Activity: Every line from the beginning of the records below up to the one holding "of the group" should be quoted exactly; leave out the rest.

[Opening Records for this task section]

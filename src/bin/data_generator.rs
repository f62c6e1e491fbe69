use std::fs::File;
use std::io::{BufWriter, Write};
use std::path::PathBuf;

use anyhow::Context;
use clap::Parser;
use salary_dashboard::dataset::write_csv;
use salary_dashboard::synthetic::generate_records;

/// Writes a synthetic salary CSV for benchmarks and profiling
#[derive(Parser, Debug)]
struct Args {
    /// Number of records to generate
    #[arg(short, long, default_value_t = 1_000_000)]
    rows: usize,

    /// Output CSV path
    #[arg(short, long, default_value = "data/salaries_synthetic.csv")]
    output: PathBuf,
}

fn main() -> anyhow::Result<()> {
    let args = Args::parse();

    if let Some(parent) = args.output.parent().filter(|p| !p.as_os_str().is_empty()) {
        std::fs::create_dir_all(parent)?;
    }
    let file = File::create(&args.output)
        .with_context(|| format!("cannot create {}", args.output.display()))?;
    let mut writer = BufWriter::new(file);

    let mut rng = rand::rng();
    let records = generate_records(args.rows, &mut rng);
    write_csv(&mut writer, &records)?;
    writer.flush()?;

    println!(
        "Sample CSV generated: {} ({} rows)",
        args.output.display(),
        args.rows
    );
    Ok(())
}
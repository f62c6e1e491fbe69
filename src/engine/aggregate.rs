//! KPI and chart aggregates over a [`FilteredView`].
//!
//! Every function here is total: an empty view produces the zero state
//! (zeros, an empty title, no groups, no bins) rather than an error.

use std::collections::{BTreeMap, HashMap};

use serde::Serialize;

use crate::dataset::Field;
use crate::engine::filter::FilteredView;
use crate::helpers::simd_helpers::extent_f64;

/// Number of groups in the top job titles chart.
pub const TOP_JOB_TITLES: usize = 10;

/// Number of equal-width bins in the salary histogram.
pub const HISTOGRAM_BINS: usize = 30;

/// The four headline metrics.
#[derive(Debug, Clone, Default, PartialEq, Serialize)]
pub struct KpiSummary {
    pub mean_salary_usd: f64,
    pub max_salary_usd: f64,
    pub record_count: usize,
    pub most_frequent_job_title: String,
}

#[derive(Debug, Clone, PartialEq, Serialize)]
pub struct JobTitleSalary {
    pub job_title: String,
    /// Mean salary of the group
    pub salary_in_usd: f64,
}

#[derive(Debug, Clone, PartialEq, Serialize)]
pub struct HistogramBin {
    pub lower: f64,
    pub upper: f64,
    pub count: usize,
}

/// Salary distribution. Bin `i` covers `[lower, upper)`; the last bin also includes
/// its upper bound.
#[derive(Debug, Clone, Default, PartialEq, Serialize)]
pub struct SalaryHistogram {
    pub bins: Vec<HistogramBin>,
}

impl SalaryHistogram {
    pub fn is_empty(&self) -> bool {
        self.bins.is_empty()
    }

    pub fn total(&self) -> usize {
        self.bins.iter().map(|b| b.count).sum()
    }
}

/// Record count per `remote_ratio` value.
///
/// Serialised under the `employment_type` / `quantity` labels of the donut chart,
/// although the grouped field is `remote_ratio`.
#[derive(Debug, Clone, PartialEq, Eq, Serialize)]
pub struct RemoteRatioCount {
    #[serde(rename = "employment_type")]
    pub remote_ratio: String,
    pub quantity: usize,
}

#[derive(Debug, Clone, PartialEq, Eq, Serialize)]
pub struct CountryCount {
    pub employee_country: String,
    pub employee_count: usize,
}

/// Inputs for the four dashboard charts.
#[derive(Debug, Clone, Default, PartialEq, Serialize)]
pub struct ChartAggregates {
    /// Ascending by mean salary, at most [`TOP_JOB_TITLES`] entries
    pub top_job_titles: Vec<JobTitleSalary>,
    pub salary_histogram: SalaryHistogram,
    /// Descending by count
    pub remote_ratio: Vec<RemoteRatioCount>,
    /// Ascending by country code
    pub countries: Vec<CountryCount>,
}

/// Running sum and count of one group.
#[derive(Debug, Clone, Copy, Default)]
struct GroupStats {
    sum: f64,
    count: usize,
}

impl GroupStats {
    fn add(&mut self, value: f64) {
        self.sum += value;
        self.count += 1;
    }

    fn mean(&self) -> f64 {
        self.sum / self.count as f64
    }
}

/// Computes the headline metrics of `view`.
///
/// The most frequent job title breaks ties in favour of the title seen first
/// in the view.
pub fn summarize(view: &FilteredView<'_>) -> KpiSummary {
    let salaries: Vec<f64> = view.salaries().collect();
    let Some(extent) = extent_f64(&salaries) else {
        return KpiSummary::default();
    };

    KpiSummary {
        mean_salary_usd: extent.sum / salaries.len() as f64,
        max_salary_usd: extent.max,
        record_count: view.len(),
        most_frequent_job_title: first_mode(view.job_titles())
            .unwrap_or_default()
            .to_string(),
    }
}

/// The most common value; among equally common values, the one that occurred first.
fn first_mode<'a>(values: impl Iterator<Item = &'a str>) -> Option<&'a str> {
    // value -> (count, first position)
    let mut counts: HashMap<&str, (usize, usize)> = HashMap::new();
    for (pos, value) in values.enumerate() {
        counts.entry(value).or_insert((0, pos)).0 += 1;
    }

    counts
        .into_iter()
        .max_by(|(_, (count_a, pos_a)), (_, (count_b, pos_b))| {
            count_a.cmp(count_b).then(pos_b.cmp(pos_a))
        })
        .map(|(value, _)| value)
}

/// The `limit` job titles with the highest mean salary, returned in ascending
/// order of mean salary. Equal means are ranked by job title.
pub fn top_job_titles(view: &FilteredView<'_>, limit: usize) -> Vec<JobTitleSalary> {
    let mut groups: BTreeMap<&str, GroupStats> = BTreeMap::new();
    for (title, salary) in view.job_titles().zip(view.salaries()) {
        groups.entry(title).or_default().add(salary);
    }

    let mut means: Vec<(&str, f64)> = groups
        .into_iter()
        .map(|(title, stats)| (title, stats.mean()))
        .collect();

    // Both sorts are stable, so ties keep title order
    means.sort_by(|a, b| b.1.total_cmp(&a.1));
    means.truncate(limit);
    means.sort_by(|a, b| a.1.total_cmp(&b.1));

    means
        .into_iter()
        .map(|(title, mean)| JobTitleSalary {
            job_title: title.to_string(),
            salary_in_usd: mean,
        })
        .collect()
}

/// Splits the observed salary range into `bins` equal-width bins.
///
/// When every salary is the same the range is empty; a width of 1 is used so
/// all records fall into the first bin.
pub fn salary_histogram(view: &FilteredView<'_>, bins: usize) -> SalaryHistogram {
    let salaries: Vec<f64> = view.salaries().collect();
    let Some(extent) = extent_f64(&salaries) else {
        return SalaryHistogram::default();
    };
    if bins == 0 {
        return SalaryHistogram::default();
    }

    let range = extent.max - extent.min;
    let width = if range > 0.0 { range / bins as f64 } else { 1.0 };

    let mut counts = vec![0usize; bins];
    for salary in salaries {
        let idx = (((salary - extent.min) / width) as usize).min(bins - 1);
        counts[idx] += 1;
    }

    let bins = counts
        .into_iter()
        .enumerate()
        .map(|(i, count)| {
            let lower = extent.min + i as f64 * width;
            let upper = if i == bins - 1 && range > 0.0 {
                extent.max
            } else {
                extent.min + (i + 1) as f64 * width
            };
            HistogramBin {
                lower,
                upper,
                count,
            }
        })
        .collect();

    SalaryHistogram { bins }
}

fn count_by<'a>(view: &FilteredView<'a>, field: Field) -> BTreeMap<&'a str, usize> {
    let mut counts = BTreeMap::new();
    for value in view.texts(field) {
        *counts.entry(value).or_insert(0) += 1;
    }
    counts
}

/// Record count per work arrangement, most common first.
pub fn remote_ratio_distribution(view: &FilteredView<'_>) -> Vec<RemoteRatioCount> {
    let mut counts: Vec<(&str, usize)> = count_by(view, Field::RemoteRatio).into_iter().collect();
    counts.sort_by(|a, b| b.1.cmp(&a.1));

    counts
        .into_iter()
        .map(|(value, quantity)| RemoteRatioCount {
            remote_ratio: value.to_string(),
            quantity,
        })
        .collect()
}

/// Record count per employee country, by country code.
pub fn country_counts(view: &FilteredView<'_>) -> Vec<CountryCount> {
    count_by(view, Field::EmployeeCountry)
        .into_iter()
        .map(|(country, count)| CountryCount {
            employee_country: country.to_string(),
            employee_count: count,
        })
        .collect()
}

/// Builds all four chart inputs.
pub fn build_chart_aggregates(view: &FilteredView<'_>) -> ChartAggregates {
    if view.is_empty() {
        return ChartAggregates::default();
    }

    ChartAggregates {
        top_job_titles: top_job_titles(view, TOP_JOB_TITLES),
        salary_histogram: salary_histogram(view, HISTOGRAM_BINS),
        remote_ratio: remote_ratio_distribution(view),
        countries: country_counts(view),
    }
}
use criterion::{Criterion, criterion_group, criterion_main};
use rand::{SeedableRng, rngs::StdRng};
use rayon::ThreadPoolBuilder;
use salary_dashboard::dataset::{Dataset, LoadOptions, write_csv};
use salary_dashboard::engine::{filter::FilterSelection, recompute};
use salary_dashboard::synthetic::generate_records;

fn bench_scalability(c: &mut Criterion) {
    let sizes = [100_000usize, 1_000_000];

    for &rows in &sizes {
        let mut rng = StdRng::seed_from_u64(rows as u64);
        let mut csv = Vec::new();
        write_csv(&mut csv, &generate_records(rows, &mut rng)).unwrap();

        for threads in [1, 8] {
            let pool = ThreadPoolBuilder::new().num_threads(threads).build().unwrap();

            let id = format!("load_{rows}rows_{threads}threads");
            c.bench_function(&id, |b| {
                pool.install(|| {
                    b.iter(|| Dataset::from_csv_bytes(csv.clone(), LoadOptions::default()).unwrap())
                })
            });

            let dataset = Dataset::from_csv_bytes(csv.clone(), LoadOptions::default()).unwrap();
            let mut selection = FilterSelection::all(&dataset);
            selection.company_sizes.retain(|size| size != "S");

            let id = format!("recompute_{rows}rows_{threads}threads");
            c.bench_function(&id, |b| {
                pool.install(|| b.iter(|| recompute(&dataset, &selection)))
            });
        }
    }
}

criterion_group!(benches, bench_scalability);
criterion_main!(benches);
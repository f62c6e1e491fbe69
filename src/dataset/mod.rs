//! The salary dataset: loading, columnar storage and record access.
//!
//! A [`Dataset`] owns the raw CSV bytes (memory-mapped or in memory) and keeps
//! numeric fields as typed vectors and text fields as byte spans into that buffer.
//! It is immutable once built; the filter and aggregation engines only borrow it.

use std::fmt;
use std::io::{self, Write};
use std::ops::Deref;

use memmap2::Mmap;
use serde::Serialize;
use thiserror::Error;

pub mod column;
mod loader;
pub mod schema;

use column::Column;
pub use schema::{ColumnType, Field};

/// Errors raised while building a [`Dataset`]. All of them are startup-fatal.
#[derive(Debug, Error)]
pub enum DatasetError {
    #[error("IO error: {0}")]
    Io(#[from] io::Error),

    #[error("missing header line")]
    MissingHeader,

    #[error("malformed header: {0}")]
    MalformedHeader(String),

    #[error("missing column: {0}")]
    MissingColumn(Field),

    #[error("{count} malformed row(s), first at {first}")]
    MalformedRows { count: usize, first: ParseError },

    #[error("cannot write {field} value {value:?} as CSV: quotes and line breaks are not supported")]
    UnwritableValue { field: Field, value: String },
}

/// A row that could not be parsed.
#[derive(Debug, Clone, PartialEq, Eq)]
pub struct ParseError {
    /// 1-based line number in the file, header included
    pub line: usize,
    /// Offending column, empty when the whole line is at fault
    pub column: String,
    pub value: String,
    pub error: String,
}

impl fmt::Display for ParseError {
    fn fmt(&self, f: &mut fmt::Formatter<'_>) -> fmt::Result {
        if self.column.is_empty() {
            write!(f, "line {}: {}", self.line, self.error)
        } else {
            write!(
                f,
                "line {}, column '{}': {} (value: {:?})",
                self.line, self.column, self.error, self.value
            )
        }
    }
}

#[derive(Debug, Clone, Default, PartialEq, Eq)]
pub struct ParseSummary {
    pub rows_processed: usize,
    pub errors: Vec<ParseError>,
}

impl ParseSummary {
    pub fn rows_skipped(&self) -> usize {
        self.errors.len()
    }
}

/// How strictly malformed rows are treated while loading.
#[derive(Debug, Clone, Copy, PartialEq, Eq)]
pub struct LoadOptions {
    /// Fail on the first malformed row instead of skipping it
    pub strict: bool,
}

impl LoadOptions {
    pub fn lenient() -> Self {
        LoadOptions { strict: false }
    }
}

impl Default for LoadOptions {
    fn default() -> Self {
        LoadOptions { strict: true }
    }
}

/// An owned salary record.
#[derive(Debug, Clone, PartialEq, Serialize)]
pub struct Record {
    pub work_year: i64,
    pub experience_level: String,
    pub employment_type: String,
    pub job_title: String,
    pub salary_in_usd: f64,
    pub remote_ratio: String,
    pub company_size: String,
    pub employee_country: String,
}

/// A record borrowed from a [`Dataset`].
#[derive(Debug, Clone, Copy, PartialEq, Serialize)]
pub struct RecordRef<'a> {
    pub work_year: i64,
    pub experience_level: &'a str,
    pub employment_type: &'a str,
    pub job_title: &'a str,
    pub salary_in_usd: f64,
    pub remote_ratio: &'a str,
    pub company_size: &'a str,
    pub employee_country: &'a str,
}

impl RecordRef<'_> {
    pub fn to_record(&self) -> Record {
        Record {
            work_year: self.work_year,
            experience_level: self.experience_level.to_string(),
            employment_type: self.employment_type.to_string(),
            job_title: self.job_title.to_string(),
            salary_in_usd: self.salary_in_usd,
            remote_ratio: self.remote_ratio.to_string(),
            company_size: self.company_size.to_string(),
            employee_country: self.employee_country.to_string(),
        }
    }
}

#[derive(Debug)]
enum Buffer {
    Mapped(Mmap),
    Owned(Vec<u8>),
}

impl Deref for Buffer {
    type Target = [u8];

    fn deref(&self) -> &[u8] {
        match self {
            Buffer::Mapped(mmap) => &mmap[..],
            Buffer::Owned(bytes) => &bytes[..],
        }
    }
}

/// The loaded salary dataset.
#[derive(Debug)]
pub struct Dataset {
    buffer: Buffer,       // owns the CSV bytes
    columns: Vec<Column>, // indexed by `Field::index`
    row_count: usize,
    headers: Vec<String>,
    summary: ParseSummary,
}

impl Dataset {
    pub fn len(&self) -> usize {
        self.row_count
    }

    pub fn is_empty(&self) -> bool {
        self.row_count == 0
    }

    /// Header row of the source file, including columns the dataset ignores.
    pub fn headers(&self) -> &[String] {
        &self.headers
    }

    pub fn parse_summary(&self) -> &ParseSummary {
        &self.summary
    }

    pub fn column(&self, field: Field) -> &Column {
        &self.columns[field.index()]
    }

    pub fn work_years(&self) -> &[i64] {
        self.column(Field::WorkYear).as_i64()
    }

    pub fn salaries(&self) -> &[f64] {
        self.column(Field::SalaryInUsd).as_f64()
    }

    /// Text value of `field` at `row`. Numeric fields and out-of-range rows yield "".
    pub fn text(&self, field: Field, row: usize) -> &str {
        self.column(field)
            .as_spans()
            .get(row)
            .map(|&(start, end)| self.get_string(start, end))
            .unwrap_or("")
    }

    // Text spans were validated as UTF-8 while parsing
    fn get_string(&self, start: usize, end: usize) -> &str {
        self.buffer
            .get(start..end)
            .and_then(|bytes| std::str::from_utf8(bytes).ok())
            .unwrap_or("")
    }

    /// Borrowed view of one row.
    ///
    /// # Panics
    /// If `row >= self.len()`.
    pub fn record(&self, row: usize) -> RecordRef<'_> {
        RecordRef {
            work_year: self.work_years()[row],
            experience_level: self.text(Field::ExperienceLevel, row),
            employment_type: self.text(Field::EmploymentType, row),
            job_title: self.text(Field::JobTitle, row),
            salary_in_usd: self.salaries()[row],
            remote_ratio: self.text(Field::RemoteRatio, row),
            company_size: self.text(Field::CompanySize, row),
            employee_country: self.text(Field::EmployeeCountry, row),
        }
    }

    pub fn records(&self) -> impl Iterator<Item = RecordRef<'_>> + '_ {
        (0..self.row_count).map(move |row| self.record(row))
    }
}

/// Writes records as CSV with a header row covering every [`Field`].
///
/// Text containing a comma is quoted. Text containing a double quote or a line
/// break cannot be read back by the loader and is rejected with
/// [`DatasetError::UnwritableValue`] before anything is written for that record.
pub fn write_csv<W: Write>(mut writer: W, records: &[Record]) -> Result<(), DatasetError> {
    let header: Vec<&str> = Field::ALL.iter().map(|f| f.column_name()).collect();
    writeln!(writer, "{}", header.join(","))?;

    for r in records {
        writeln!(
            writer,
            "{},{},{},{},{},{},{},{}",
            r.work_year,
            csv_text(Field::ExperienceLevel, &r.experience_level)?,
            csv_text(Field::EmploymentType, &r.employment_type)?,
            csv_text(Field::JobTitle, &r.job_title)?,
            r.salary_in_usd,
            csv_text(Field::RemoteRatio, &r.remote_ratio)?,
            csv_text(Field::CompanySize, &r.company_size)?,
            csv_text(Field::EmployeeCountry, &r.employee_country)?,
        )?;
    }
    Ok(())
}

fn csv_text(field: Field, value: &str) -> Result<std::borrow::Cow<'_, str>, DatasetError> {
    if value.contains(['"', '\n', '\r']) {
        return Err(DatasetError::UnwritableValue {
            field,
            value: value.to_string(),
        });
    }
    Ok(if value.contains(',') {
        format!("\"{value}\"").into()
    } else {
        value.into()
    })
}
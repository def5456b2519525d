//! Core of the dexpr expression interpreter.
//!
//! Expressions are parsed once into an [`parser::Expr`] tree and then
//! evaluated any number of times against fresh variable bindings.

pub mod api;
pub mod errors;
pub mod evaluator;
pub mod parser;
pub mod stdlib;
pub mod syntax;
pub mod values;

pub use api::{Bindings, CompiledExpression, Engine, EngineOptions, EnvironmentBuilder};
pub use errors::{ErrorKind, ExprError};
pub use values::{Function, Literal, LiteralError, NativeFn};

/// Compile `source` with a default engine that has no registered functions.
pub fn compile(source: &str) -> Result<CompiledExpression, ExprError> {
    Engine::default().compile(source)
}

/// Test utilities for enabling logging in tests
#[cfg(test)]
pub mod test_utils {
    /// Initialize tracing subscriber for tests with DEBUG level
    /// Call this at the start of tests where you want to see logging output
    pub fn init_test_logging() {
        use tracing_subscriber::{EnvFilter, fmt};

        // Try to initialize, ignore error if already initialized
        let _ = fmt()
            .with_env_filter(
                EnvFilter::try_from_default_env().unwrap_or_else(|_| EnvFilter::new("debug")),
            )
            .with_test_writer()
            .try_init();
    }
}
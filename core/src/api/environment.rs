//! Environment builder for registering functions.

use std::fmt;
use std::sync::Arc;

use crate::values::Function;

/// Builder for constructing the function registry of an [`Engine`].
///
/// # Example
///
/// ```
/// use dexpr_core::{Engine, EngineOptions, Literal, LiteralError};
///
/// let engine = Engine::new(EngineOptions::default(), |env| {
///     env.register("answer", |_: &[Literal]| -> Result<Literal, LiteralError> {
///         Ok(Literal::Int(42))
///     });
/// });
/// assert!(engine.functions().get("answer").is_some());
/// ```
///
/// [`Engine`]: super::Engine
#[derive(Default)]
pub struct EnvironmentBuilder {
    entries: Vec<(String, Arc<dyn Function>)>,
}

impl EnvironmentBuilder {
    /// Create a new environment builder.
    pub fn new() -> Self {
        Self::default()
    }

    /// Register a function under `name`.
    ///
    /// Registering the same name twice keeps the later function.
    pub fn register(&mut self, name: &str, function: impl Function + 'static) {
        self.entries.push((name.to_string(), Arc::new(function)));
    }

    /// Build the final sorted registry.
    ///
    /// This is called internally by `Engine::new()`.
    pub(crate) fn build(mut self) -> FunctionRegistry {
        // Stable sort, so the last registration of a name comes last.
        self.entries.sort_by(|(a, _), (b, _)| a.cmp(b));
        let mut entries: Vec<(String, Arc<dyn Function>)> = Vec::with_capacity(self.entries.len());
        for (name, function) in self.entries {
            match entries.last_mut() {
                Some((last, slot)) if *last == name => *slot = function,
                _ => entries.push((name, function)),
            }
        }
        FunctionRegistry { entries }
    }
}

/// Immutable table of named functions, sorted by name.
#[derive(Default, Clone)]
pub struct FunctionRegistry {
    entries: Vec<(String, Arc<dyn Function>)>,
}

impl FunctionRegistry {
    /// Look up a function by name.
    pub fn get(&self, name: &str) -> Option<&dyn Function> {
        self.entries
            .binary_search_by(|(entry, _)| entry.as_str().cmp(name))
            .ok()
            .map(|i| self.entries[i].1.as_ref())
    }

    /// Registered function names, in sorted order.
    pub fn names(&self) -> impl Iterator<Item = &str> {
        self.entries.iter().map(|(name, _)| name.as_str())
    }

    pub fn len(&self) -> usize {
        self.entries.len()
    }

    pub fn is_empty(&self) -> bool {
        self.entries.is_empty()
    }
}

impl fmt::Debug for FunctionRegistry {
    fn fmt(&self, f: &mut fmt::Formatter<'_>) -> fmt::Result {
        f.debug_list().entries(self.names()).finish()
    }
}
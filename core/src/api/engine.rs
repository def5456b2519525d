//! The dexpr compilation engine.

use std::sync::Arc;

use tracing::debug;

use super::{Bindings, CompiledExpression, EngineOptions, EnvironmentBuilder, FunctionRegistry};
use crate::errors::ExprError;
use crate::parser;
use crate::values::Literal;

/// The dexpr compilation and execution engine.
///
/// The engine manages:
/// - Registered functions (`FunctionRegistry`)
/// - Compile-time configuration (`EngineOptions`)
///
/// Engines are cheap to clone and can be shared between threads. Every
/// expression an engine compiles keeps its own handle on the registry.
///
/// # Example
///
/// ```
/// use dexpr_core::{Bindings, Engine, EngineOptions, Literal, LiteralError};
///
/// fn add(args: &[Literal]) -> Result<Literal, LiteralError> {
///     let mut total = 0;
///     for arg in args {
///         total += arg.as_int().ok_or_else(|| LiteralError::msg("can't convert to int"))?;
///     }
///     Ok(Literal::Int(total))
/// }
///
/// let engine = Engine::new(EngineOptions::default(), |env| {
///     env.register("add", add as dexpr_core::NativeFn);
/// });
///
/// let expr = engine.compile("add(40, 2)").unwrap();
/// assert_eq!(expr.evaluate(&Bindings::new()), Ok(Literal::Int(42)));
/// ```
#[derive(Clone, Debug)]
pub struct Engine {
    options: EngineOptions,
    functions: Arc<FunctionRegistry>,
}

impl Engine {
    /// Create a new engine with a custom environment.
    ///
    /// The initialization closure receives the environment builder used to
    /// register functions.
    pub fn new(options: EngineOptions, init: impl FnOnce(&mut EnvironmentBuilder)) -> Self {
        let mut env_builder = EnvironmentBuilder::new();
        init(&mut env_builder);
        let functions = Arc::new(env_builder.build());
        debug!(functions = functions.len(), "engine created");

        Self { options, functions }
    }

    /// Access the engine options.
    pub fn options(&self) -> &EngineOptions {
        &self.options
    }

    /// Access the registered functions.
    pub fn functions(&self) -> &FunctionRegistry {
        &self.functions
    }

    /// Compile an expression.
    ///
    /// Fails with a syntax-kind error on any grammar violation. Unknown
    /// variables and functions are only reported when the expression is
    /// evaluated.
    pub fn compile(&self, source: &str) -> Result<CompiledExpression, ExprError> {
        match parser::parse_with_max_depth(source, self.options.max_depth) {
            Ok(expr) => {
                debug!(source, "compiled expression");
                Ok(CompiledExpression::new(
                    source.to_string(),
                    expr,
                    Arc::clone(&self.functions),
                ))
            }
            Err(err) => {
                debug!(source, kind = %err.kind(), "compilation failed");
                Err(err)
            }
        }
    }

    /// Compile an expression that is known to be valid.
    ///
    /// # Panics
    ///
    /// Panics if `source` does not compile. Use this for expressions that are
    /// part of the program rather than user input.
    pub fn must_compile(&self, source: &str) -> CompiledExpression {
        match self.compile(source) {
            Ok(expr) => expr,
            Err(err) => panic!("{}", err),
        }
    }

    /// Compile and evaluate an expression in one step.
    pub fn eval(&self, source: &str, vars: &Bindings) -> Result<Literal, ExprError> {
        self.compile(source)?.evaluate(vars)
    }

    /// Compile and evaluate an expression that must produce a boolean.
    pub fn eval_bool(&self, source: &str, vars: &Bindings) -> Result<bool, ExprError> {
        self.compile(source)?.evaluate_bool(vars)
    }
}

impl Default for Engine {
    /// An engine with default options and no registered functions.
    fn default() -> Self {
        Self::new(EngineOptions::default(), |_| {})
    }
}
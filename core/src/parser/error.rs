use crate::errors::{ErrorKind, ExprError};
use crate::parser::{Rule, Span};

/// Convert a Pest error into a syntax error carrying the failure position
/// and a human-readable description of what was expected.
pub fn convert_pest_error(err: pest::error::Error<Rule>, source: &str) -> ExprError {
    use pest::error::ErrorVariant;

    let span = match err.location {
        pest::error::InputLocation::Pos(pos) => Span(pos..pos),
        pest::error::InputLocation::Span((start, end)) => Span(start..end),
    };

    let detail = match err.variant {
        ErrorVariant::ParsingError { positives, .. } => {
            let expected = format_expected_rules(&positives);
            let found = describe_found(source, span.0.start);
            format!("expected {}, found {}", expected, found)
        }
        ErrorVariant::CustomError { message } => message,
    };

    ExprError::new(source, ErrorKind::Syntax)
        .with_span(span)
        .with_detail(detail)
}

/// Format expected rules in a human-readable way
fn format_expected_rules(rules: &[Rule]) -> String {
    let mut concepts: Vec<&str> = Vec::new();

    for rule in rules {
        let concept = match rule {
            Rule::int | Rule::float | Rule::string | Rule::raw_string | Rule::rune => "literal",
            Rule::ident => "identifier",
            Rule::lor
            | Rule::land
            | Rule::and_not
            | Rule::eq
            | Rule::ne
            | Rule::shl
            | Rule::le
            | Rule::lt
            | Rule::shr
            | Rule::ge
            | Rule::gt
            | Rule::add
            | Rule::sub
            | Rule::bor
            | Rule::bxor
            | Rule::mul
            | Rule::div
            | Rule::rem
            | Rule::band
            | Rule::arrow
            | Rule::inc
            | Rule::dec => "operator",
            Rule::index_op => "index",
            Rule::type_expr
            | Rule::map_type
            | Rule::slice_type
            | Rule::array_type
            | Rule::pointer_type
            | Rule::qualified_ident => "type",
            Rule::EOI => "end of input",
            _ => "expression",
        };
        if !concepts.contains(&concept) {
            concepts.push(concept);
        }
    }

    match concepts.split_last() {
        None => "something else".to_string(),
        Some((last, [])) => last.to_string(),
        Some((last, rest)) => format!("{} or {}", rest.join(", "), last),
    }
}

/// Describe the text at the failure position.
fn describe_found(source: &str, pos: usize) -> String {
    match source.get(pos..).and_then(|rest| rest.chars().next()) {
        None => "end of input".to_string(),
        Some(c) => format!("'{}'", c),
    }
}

[Closing Records for this task section]

Reply:
filename src/bin/data_generator.rs
repository f62c6e1e491fbe69
use std::fs::File;
use std::io::{BufWriter, Write};
use std::path::PathBuf;

use anyhow::Context;
use clap::Parser;
use salary_dashboard::dataset::write_csv;
use salary_dashboard::synthetic::generate_records;

/// Writes a synthetic salary CSV for benchmarks and profiling
#[derive(Parser, Debug)]
struct Args {
    /// Number of records to generate
    #[arg(short, long, default_value_t = 1_000_000)]
    rows: usize,

    /// Output CSV path
    #[arg(short, long, default_value = "data/salaries_synthetic.csv")]
    output: PathBuf,
}

fn main() -> anyhow::Result<()> {
    let args = Args::parse();

    if let Some(parent) = args.output.parent().filter(|p| !p.as_os_str().is_empty()) {
        std::fs::create_dir_all(parent)?;
    }
    let file = File::create(&args.output)
        .with_context(|| format!("cannot create {}", args.output.display()))?;
    let mut writer = BufWriter::new(file);

    let mut rng = rand::rng();
    let records = generate_records(args.rows, &mut rng);
    write_csv(&mut writer, &records)?;
    writer.flush()?;

    println!(
        "Sample CSV generated: {} ({} rows)",
        args.output.display(),
        args.rows
    );
    Ok(())
}
repository f62c6e1e491fbe69
filename src/engine/aggregate.rs
//! KPI and chart aggregates over a [`FilteredView`].
//!
//! Every function here is total: an empty view produces the zero state
//! (zeros, an empty title, no groups, no bins) rather than an error.

use std::collections::{BTreeMap, HashMap};

use serde::Serialize;

use crate::dataset::Field;
use crate::engine::filter::FilteredView;
use crate::helpers::simd_helpers::extent_f64;

/// Number of groups in the top job titles chart.
pub const TOP_JOB_TITLES: usize = 10;

/// Number of equal-width bins in the salary histogram.
pub const HISTOGRAM_BINS: usize = 30;

/// The four headline metrics.
#[derive(Debug, Clone, Default, PartialEq, Serialize)]
pub struct KpiSummary {
    pub mean_salary_usd: f64,
    pub max_salary_usd: f64,
    pub record_count: usize,
    pub most_frequent_job_title: String,
}

#[derive(Debug, Clone, PartialEq, Serialize)]
pub struct JobTitleSalary {
    pub job_title: String,
    /// Mean salary of the group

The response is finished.